MATERIAL PROVIDED –
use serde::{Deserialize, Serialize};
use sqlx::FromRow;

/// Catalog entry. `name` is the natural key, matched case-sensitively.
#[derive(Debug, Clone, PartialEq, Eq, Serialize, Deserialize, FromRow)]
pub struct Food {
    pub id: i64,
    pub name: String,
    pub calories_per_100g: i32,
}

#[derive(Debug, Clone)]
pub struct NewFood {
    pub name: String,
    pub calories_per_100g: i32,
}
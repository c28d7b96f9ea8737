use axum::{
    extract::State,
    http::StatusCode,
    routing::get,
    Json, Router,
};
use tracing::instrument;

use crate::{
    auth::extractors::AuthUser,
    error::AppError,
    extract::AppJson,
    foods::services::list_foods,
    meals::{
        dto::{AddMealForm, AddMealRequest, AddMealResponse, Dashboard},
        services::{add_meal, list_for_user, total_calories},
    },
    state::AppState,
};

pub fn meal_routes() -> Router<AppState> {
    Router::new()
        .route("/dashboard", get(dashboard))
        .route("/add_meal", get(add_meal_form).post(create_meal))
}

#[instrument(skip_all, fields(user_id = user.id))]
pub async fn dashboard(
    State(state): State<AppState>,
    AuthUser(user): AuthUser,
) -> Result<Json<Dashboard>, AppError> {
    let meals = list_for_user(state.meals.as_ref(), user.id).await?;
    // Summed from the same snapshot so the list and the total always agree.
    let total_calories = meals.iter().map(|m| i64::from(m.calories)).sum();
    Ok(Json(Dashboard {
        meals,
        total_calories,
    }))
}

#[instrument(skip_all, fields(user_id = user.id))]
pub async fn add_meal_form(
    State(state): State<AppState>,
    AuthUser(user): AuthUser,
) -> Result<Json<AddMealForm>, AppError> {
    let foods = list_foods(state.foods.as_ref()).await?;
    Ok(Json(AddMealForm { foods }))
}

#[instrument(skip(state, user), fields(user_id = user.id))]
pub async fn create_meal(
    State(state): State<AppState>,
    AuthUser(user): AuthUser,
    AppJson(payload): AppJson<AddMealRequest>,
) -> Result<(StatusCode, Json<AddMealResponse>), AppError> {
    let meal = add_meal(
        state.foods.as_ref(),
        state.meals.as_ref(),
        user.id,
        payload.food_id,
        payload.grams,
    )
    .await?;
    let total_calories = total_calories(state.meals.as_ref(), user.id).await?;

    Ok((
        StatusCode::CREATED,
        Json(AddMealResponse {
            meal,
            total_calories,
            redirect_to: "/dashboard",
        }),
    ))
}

ACTION ITEM –
Among the records above, how many lines contain the word "AppError"? Answer with the number by itself.

YOUR SOLUTION –
4